Do this one thing to get better results in life
If I have learned one thing in life, from being killed in a car crash as a child, the struggle to survive, learning to live again – with a brain injury and paralysis – and feeling lost and alone for three decades; it would probably be that, life’s not fair. Life doesn’t always go to plan, things don’t work out and then we ask ourselves why life isn’t fair.
There is this saying that says, life offers neither problems nor challenges, only opportunities. When life seems to be always testing you, and the struggle is real; just where are these opportunities that are talked about?
Life provides opportunities for growth and learning, a chance to find out who you really are. I remember my dad always encouraging me to try to walk and not settle for a life in a wheelchair – which for me was the preferable option. I was always told to give things a go, to put one foot in front of the other see what happens, if I fell flat on my face, at least I tried and can adapt and learn from the feedback I got from my first attempt. There is a lesson to be learned from trying and then adapting and trying again.

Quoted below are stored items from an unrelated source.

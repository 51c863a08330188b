//! Phase composition: sequential steps and parallel groups of agents.
//!
//! Top-level steps run in order and their values are applied as soon as each
//! step finishes. A parallel group starts every branch at once, waits for all
//! of them, then applies the staged values branch by branch. A branch is a
//! single agent or a flat sequence of agents; a sequence sees its own earlier
//! outputs through a [`Scope`] overlay.
//!
//! Parallel branches must write disjoint fields. [`Phase::new`] rejects a
//! group whose branches overlap, so concurrent writes never collide.

use std::collections::BTreeSet;
use std::sync::Arc;

use futures::future::join_all;
use serde_json::json;
use tracing::debug;

use crate::agent::{Agent, Outcome};
use crate::context::{Context, ContextField, FieldValue, Scope};
use crate::error::PhaseError;
use crate::metrics::METRICS;
use crate::notify::{Notification, NotificationKind, NotificationSink};
use crate::obs;

/// One unit of phase structure.
#[derive(Clone)]
pub enum Step {
    Agent(Arc<dyn Agent>),
    Parallel(Vec<Step>),
    Sequence(Vec<Step>),
}

impl Step {
    pub fn agent(agent: impl Agent + 'static) -> Self {
        Step::Agent(Arc::new(agent))
    }

    pub fn parallel(steps: Vec<Step>) -> Self {
        Step::Parallel(steps)
    }

    pub fn sequence(steps: Vec<Step>) -> Self {
        Step::Sequence(steps)
    }

    /// Every field any agent under this step may write.
    pub fn writes(&self) -> BTreeSet<ContextField> {
        match self {
            Step::Agent(agent) => agent.writes().iter().copied().collect(),
            Step::Parallel(steps) | Step::Sequence(steps) => {
                steps.iter().flat_map(Step::writes).collect()
            }
        }
    }
}

/// How one agent finished inside a phase.
#[derive(Debug, Clone, PartialEq, Eq)]
pub struct AgentRun {
    pub agent: &'static str,
    pub outcome: Outcome,
}

/// Agents a phase ran, in completion-application order.
#[derive(Debug, Clone, Default, PartialEq, Eq)]
pub struct PhaseReport {
    pub runs: Vec<AgentRun>,
}

impl PhaseReport {
    pub fn fallbacks(&self) -> impl Iterator<Item = &AgentRun> {
        self.runs
            .iter()
            .filter(|r| matches!(r.outcome, Outcome::Fallback { .. }))
    }
}

/// A validated, named composition of steps.
#[derive(Clone)]
pub struct Phase {
    name: String,
    steps: Vec<Step>,
}

impl std::fmt::Debug for Phase {
    fn fmt(&self, f: &mut std::fmt::Formatter<'_>) -> std::fmt::Result {
        f.debug_struct("Phase")
            .field("name", &self.name)
            .field("steps", &self.steps.len())
            .finish()
    }
}

impl Phase {
    /// Validate and build a phase.
    pub fn new(name: impl Into<String>, steps: Vec<Step>) -> Result<Self, PhaseError> {
        let name = name.into();
        if steps.is_empty() {
            return Err(PhaseError::Empty { phase: name });
        }
        for step in &steps {
            validate_top(&name, step)?;
        }
        Ok(Self { name, steps })
    }

    pub fn name(&self) -> &str {
        &self.name
    }

    /// Run every step against `ctx`.
    ///
    /// Agent fallbacks are reported and recorded; only a broken write
    /// contract returns `Err`.
    pub async fn run(
        &self,
        ctx: &mut Context,
        sink: &dyn NotificationSink,
    ) -> Result<PhaseReport, PhaseError> {
        let mut report = PhaseReport::default();
        for step in &self.steps {
            match step {
                Step::Parallel(branches) => {
                    let shared: &Context = ctx;
                    let results = join_all(
                        branches.iter().map(|branch| run_branch(branch_agents(branch), shared, sink)),
                    )
                    .await;

                    let mut staged = Vec::new();
                    for result in results {
                        let (values, runs) = result?;
                        staged.extend(values);
                        report.runs.extend(runs);
                    }
                    for value in staged {
                        ctx.apply(value);
                    }
                }
                other => {
                    for agent in branch_agents(other) {
                        let (values, runs) = run_branch(vec![agent], ctx, sink).await?;
                        report.runs.extend(runs);
                        for value in values {
                            ctx.apply(value);
                        }
                    }
                }
            }
        }
        debug!(phase = %self.name, agents = report.runs.len(), "phase complete");
        Ok(report)
    }
}

fn validate_top(phase: &str, step: &Step) -> Result<(), PhaseError> {
    match step {
        Step::Agent(_) => Ok(()),
        Step::Sequence(steps) => {
            if steps.iter().all(|s| matches!(s, Step::Agent(_))) {
                Ok(())
            } else {
                Err(PhaseError::UnsupportedNesting {
                    phase: phase.to_string(),
                })
            }
        }
        Step::Parallel(branches) => {
            let mut claimed = BTreeSet::new();
            for branch in branches {
                match branch {
                    Step::Agent(_) => {}
                    Step::Sequence(inner) if inner.iter().all(|s| matches!(s, Step::Agent(_))) => {}
                    _ => {
                        return Err(PhaseError::UnsupportedNesting {
                            phase: phase.to_string(),
                        })
                    }
                }
                for field in branch.writes() {
                    if !claimed.insert(field) {
                        return Err(PhaseError::overlapping(phase, field));
                    }
                }
            }
            Ok(())
        }
    }
}

/// Agents of a validated branch, in execution order.
fn branch_agents(step: &Step) -> Vec<Arc<dyn Agent>> {
    match step {
        Step::Agent(agent) => vec![Arc::clone(agent)],
        Step::Sequence(steps) | Step::Parallel(steps) => {
            steps.iter().flat_map(branch_agents).collect()
        }
    }
}

/// Run agents in order over `base`, staging their values without applying.
async fn run_branch(
    agents: Vec<Arc<dyn Agent>>,
    base: &Context,
    sink: &dyn NotificationSink,
) -> Result<(Vec<FieldValue>, Vec<AgentRun>), PhaseError> {
    let mut staged: Vec<FieldValue> = Vec::new();
    let mut runs = Vec::with_capacity(agents.len());

    for agent in agents {
        let output = {
            let scope = Scope::new(base, &staged);
            agent.run(&scope).await
        };

        let declared = agent.writes();
        if let Some(bad) = output.values.iter().find(|v| !declared.contains(&v.field())) {
            return Err(PhaseError::UndeclaredWrite {
                agent: agent.name().to_string(),
                field: bad.field().name(),
            });
        }

        report_agent(agent.name(), &output.outcome, &output.values, sink);
        runs.push(AgentRun {
            agent: agent.name(),
            outcome: output.outcome,
        });
        staged.extend(output.values);
    }

    Ok((staged, runs))
}

fn report_agent(
    agent: &'static str,
    outcome: &Outcome,
    values: &[FieldValue],
    sink: &dyn NotificationSink,
) {
    match outcome {
        Outcome::Completed => {
            sink.emit(Notification::new(NotificationKind::Agent, format!("{agent} finished")));
        }
        Outcome::Fallback { reason } => {
            obs::emit_agent_fallback(agent, reason);
            METRICS.inc_agent_fallbacks();
            sink.warning(&format!("{agent} used a fallback: {reason}"));
        }
    }

    let fields: Vec<&str> = values.iter().map(|v| v.field().name()).collect();
    sink.emit(
        Notification::new(NotificationKind::DataUpdate, format!("{agent} updated the project"))
            .with_payload(json!({ "step": agent, "fields": fields })),
    );
}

In 2016 I was told I had a brain tumour which had displaced a large portion of my brain and had eroded through my skull and was protruding out the side of my head by my ear; rubbing against my glasses. At the time I was training to run the London Marathon, it’s bamboozling to think I was even able to get up in the morning with a displaced brain, let alone run.
I recall the day I went to the doctor about this lump on the side of my head that was rubbing against my glasses. Thinking the bump was a cyst, I was told to keep an eye on it, and expected it to dissipate over time, which it did not. Several months later the suspected cyst was still present, and I was sent to the hospital for a scan. The first scan was inconclusive, but a further MRI revealed a tumour in my brain.
The moment the consultant said the lump was a brain tumour and had eroded through the side of my skull, causing the bump by my ear, I was apathetic towards the news, it was just another setback as far as I was concerned. Yet outside the doctor’s office my mum burst into tears and gave me a hug, wrapping her arms around me as I stood there stolid to the events unfolding around me.
I was set to fly to Florida in a few weeks to attend the Tony Robbins personal development event Date With Destiny; in fact it was at a Ton Robbins event in Florida a few years earlier that I came up with the audacious goal to run the London Marathon. Now here I was facing uncertainty about the future because of this thing growing in my head.
Was making a transatlantic flight safe for me to do in my condition, would the change in altitude pressure cause my head to explode; who knew? As with everything in life that has happened to me, I remained calm and carried on with my trip to America.
It was at the Tony Robbins event that I gained a valuable piece of wisdom that served me very well. Several months later when I had a 12-hour surgery to remove the tumour, I was only in the hospital for two days, not the prescribed seven as was expected; and I put that down to the wisdom I got from Date With Destiny. I will share this life-changing wisdom with you now.
Tony Robbins, for those of you who don’t know, is probably the world's biggest know life coach and mentor, he teaches that in life coaching, to get better answers, you should ask better questions. At this five-day event designed to create your new destiny and desired version of yourself, one of my biggest aha moments was when Tony, a beast of a man, said, “What’s your primary question. What’s your go to when life gets tough, what are you telling and asking yourself when things go wrong?” For me at this point I was always asking myself why is life so unfair and hard, why does nothing work out for me? The big man said if you change your primary question [what you say to yourself in times of distress] your brain will come up with a better response.
On gaining this new insight I designed a new primary question to ask myself when life is challenging me. Instead of, “Why is life so unfair, and bad things keep happening to me?” I came up with, “How can I be even stronger right now to deal with this challenge, for the good of myself and others?” And thus my brain now comes up with a better more helpful response to my self-inquiry than had I stuck with my default question of, why is life so hard all the fucking time.
This new primary question helped me deal with the whole event of waiting for the surgery, and dealing with the aftermath of it, and still serves me to this day. Change your primary question to get a better answer. I said to myself, “Whatever happens happens, and I’ll deal with what will be as best I can.
What do you tell yourself when life challenges you? What would be a better question to ask yourself?